▸ **REQUIREMENT**
Return the lines below exactly as they appear, please, starting with the first and ending with the one that contains "The start state".

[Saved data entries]
------------------------------------------------------------

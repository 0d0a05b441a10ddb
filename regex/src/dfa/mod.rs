mod minimize;

use crate::nfa::{Nfa, StateSet};
use log::{debug, trace};
use std::collections::{BTreeMap, BTreeSet, VecDeque};
use std::fmt::{Display, Formatter};

pub type DfaStateId = usize;

/// Printable name of a DFA state.
///
/// The start state renders as `X`, accepting states as `Y`, `Y1`, `Y2`... and every
/// other state as its ordinal. Identity is the [`DfaStateId`], never the label.
#[derive(Copy, Clone, Debug, PartialEq, Eq, PartialOrd, Ord, Hash)]
pub enum Label {
    Start,
    Accept(usize),
    Ordinal(usize),
}

impl Display for Label {
    fn fmt(&self, f: &mut Formatter<'_>) -> std::fmt::Result {
        match self {
            Label::Start => write!(f, "X"),
            Label::Accept(0) => write!(f, "Y"),
            Label::Accept(n) => write!(f, "Y{n}"),
            Label::Ordinal(n) => write!(f, "{n}"),
        }
    }
}

#[derive(Clone, Debug, PartialEq)]
pub struct DfaState {
    label: Label,
    accepting: bool,
    transitions: BTreeMap<char, DfaStateId>,
}

impl DfaState {
    pub fn label(&self) -> Label {
        self.label
    }

    pub fn is_accepting(&self) -> bool {
        self.accepting
    }

    pub fn transitions(&self) -> &BTreeMap<char, DfaStateId> {
        &self.transitions
    }
}

/// Deterministic automaton: at most one successor per state and symbol, no epsilon
/// edges. A missing transition means the word is rejected.
#[derive(Clone, Debug, PartialEq)]
pub struct Dfa {
    states: Vec<DfaState>,
    start: DfaStateId,
}

impl Dfa {
    /// Subset construction. DFA states are discovered breadth-first from the closure
    /// of the NFA start, trying symbols in ascending order, and numbered in discovery
    /// order.
    pub fn from_nfa(nfa: &Nfa) -> Self {
        let alphabet = nfa.alphabet();
        let initial = nfa.epsilon_closure(&StateSet::from([nfa.start()]));

        let mut registry: BTreeMap<StateSet, DfaStateId> = BTreeMap::new();
        let mut discovered: Vec<StateSet> = vec![];
        let mut transitions: Vec<BTreeMap<char, DfaStateId>> = vec![];
        let mut worklist: VecDeque<DfaStateId> = VecDeque::new();

        registry.insert(initial.clone(), 0);
        discovered.push(initial);
        transitions.push(BTreeMap::new());
        worklist.push_back(0);

        while let Some(id) = worklist.pop_front() {
            for &symbol in &alphabet {
                let target = nfa.epsilon_closure(&nfa.move_on(&discovered[id], symbol));
                if target.is_empty() {
                    continue;
                }

                let target_id = match registry.get(&target) {
                    Some(&known) => known,
                    None => {
                        let new_id = discovered.len();
                        trace!("discovered DFA state {new_id} = {target:?}");
                        registry.insert(target.clone(), new_id);
                        discovered.push(target);
                        transitions.push(BTreeMap::new());
                        worklist.push_back(new_id);
                        new_id
                    }
                };
                transitions[id].insert(symbol, target_id);
            }
        }

        let labels = rename(&discovered, nfa.accept());
        let states: Vec<DfaState> = discovered
            .iter()
            .zip(labels)
            .zip(transitions)
            .map(|((set, label), transitions)| DfaState {
                label,
                accepting: set.contains(&nfa.accept()),
                transitions,
            })
            .collect();

        let dfa = Self { states, start: 0 };
        debug!(
            "determinized NFA of {} states into DFA of {} states, {} transitions",
            nfa.len(),
            dfa.len(),
            dfa.transition_count()
        );
        dfa
    }

    pub fn start(&self) -> DfaStateId {
        self.start
    }

    pub fn len(&self) -> usize {
        self.states.len()
    }

    pub fn is_empty(&self) -> bool {
        self.states.is_empty()
    }

    pub fn states(&self) -> &[DfaState] {
        &self.states
    }

    pub fn state(&self, id: DfaStateId) -> Option<&DfaState> {
        self.states.get(id)
    }

    pub fn next(&self, id: DfaStateId, symbol: char) -> Option<DfaStateId> {
        self.states
            .get(id)
            .and_then(|state| state.transitions.get(&symbol))
            .copied()
    }

    pub fn is_accepting(&self, id: DfaStateId) -> bool {
        self.states.get(id).is_some_and(|state| state.accepting)
    }

    pub fn transition_count(&self) -> usize {
        self.states.iter().map(|s| s.transitions.len()).sum()
    }

    /// Symbols used by at least one transition, in ascending order.
    pub fn alphabet(&self) -> BTreeSet<char> {
        self.states
            .iter()
            .flat_map(|s| s.transitions.keys().copied())
            .collect()
    }

    /// Whole-word match. Unlike the recognizer this gives no per-symbol detail.
    pub fn accepts(&self, word: &str) -> bool {
        let mut cur = self.start;
        for symbol in word.chars() {
            match self.next(cur, symbol) {
                Some(next) => cur = next,
                None => return false,
            }
        }
        self.is_accepting(cur)
    }

    fn successors(&self) -> Vec<BTreeSet<DfaStateId>> {
        self.states
            .iter()
            .map(|state| state.transitions.values().copied().collect())
            .collect()
    }

    fn predecessors(&self) -> Vec<BTreeSet<DfaStateId>> {
        let mut predecessors = vec![BTreeSet::new(); self.states.len()];
        for (id, state) in self.states.iter().enumerate() {
            for &target in state.transitions.values() {
                predecessors[target].insert(id);
            }
        }
        predecessors
    }

    /// States in dump order: start, accepting, then ordinals.
    fn display_order(&self) -> Vec<DfaStateId> {
        let mut order: Vec<DfaStateId> = (0..self.states.len()).collect();
        order.sort_by_key(|&id| (id != self.start, self.states[id].label, id));
        order
    }

    /// The dump preceded by the alphabet line (`a b#`) and the state line (`X Y 0#`).
    pub fn listing(&self) -> DfaListing<'_> {
        DfaListing { dfa: self }
    }
}

fn rename(discovered: &[StateSet], nfa_accept: usize) -> Vec<Label> {
    let mut accepting = 0;
    let mut ordinals = 0;
    discovered
        .iter()
        .enumerate()
        .map(|(id, set)| {
            if id == 0 {
                Label::Start
            } else if set.contains(&nfa_accept) {
                accepting += 1;
                Label::Accept(accepting - 1)
            } else {
                ordinals += 1;
                Label::Ordinal(ordinals - 1)
            }
        })
        .collect()
}

impl Display for Dfa {
    fn fmt(&self, f: &mut Formatter<'_>) -> std::fmt::Result {
        for id in self.display_order() {
            let state = &self.states[id];
            write!(f, "{}", state.label)?;
            for (symbol, &target) in &state.transitions {
                write!(f, " {}-{}->{}", state.label, symbol, self.states[target].label)?;
            }
            writeln!(f)?;
        }
        Ok(())
    }
}

pub struct DfaListing<'a> {
    dfa: &'a Dfa,
}

impl Display for DfaListing<'_> {
    fn fmt(&self, f: &mut Formatter<'_>) -> std::fmt::Result {
        let symbols: Vec<String> = self.dfa.alphabet().iter().map(char::to_string).collect();
        writeln!(f, "{}#", symbols.join(" "))?;

        let labels: Vec<String> = self
            .dfa
            .display_order()
            .into_iter()
            .map(|id| self.dfa.states[id].label.to_string())
            .collect();
        writeln!(f, "{}#", labels.join(" "))?;

        write!(f, "{}", self.dfa)
    }
}
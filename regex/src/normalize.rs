use crate::error::{InvalidPatternReason, RegexError};
use crate::token::{Token, TokenSequence};
use log::trace;

/// Tokenizes a raw pattern, rejects structurally broken ones and makes every implicit
/// concatenation explicit, so `ab` becomes `a+b` and `(a|b)*abb` becomes `(a|b)*+a+b+b`.
///
/// Parenthesis balance is left to the postfix conversion.
pub fn normalize(pattern: &str) -> Result<TokenSequence, RegexError> {
    if pattern.is_empty() {
        return Err(RegexError::invalid_pattern(InvalidPatternReason::Empty, 0));
    }

    let tokens: Vec<(usize, Token)> = TokenSequence::try_from(pattern)?.iter().copied().collect();
    validate(&tokens)?;

    let mut normalized = TokenSequence::default();
    for (i, &(offset, token)) in tokens.iter().enumerate() {
        normalized.push(offset, token);

        if let Some(&(next_offset, next)) = tokens.get(i + 1) {
            if token.ends_operand() && next.starts_operand() {
                normalized.push(next_offset, Token::Concat);
            }
        }
    }

    trace!("normalized '{pattern}' into '{normalized}'");
    Ok(normalized)
}

fn validate(tokens: &[(usize, Token)]) -> Result<(), RegexError> {
    for (i, &(offset, token)) in tokens.iter().enumerate() {
        let prev = i.checked_sub(1).and_then(|p| tokens.get(p)).map(|(_, t)| *t);
        let next = tokens.get(i + 1).map(|(_, t)| *t);

        let misplaced = match token {
            Token::Union => {
                matches!(prev, None | Some(Token::Union) | Some(Token::LParen))
                    || matches!(next, None | Some(Token::RParen))
            }
            Token::Star => matches!(prev, None | Some(Token::Union) | Some(Token::LParen)),
            Token::LParen if next == Some(Token::RParen) => {
                return Err(RegexError::invalid_pattern(
                    InvalidPatternReason::EmptyGroup,
                    offset,
                ));
            }
            _ => false,
        };

        if misplaced {
            return Err(RegexError::invalid_pattern(
                InvalidPatternReason::MisplacedOperator(char::from(token)),
                offset,
            ));
        }
    }
    Ok(())
}
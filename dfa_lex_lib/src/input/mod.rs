pub(crate) mod cursor;
use crate::error::{InputError, InputErrorKind};
use crate::input::cursor::Cursor;
pub use crate::input::cursor::CursorPosition;
use log::{debug, trace};
use regex::WORD_SEPARATOR;
#[cfg(test)]
use serde::Serialize;

/// A `#`-terminated word and where its first symbol sits in the input.
#[derive(PartialEq, Eq, Debug, Clone)]
#[cfg_attr(test, derive(Serialize))]
pub struct Word {
    position: CursorPosition,
    symbols: String,
}

impl Word {
    pub fn position(&self) -> CursorPosition {
        self.position
    }

    pub fn symbols(&self) -> &str {
        &self.symbols
    }
}

/// Splits recognition input into words.
///
/// Words end with `#`. Line breaks are layout and never part of a word, so one word may
/// span lines. A blank line (two line breaks in a row) ends the input; whatever follows
/// it is ignored. Symbols left over without a closing `#` are an error.
pub struct WordReader<'a> {
    cursor: Cursor<'a>,
    res: Vec<Word>,
}

impl<'a> WordReader<'a> {
    fn flush(&mut self, position: CursorPosition, symbols: &mut String) {
        trace!("word '{symbols}' at {}:{}", position.cur_line, position.cur_pos);
        self.res.push(Word {
            position,
            symbols: std::mem::take(symbols),
        });
    }

    fn analyze(&mut self) -> Result<(), InputError> {
        let mut symbols = String::new();
        let mut word_start = self.cursor.next_position();
        let mut prev_break = false;

        while let Some(&c) = self.cursor.peek() {
            match c {
                '\r' => {
                    self.cursor.next();
                    continue;
                }
                '\n' if prev_break => {
                    self.cursor.next();
                    break;
                }
                '\n' => {
                    self.cursor.next();
                    prev_break = true;
                    continue;
                }
                WORD_SEPARATOR => {
                    self.cursor.next();
                    self.flush(word_start, &mut symbols);
                }
                c => {
                    if symbols.is_empty() {
                        word_start = self.cursor.next_position();
                    }
                    self.cursor.next();
                    symbols.push(c);
                }
            }
            prev_break = false;
            if symbols.is_empty() {
                word_start = self.cursor.next_position();
            }
        }

        if !symbols.is_empty() {
            return Err(InputError::new(InputErrorKind::UnterminatedInput, word_start));
        }
        Ok(())
    }

    pub fn parse(s: &'a str) -> Result<Vec<Word>, InputError> {
        let mut reader = Self {
            cursor: Cursor::new(s),
            res: vec![],
        };

        reader.analyze()?;

        let end = reader.cursor.get_position();
        debug!("read {} words up to {}:{}", reader.res.len(), end.cur_line, end.cur_pos);
        Ok(reader.res)
    }
}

------------------------------------------------------------

▸ **FINAL ANSWER**
repository 0d0a05b441a10ddb
filename regex/src/dfa/mod.rs
mod minimize;

use crate::nfa::{Nfa, StateSet};
use log::{debug, trace};
use std::collections::{BTreeMap, BTreeSet, VecDeque};
use std::fmt::{Display, Formatter};

pub type DfaStateId = usize;

/// Printable name of a DFA state.
///
/// The start state renders as `X`, accepting states as `Y`, `Y1`, `Y2`... and every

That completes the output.